++++ Data for processing ++++

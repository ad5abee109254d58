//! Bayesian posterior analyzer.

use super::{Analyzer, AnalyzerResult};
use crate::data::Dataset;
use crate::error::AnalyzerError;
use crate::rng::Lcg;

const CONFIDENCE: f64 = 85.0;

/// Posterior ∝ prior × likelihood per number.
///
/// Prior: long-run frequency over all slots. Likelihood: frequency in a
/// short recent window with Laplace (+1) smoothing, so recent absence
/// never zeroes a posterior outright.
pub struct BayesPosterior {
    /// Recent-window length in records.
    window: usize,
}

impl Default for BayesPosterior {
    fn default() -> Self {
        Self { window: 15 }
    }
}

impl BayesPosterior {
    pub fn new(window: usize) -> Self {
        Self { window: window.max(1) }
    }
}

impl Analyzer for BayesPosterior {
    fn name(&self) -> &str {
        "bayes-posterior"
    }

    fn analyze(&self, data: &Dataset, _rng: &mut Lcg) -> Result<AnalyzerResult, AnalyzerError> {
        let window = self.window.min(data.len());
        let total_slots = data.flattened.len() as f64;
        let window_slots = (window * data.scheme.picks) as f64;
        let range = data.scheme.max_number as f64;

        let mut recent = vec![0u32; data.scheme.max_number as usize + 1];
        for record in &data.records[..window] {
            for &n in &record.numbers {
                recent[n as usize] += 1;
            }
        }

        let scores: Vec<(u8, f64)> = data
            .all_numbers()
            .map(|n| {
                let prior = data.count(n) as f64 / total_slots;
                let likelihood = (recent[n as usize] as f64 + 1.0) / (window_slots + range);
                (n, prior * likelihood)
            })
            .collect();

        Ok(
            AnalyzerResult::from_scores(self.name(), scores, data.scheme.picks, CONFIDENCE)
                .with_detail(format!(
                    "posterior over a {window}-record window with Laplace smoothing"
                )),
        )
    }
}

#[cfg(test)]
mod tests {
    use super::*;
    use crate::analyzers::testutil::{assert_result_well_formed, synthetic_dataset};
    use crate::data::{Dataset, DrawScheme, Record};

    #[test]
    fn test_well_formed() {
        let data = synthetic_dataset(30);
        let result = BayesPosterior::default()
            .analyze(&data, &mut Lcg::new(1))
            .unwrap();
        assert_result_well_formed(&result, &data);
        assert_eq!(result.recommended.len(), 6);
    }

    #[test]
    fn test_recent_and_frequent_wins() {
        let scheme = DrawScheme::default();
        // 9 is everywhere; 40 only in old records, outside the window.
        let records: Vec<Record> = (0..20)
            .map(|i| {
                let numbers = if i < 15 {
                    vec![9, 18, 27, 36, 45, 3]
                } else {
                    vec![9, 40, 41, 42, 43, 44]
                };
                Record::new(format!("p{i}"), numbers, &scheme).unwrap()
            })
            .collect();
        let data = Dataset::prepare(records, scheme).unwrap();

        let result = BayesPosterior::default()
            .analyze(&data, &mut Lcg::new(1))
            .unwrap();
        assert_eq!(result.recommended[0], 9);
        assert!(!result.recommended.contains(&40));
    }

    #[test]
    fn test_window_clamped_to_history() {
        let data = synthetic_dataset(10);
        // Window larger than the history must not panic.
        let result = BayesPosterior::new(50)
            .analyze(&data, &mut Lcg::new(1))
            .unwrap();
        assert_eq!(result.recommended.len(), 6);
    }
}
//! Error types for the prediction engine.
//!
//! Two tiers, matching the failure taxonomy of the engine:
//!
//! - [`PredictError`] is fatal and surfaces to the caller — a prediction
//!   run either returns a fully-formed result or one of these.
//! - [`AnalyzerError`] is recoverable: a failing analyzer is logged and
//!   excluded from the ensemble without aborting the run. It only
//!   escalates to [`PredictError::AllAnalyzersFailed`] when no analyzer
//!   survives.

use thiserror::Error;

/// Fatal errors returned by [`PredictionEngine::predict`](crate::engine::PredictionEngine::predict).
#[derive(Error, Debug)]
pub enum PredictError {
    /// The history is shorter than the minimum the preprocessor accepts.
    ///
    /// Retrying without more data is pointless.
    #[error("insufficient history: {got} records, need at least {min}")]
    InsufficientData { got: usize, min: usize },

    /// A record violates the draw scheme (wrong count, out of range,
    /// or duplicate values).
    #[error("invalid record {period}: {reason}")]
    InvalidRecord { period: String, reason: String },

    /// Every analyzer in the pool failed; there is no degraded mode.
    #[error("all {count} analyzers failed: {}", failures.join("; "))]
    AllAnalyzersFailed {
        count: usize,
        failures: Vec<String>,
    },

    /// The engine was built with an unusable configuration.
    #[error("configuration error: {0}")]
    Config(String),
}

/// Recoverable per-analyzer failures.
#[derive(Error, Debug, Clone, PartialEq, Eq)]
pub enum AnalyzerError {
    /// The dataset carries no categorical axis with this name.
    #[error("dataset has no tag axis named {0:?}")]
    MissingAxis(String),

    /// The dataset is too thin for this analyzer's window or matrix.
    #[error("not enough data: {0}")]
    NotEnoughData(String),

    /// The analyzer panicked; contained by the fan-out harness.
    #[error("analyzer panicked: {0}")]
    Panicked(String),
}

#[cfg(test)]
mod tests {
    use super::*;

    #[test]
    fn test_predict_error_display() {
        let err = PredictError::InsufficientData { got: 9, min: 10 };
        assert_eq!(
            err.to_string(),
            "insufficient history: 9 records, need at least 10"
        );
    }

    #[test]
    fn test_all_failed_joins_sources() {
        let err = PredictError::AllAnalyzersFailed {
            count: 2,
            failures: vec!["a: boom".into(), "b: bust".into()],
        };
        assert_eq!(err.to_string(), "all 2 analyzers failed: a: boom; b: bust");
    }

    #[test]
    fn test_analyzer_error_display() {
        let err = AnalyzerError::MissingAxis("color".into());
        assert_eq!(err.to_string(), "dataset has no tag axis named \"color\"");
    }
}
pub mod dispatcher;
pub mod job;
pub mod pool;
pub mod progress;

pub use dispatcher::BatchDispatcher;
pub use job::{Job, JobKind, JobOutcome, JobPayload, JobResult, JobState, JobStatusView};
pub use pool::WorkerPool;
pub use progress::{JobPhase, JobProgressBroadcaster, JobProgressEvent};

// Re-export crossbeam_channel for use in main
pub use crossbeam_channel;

++++

Exercise prompt
Tally the lines in this material that hold the word "bust", then reply with only the number.

Written reply
2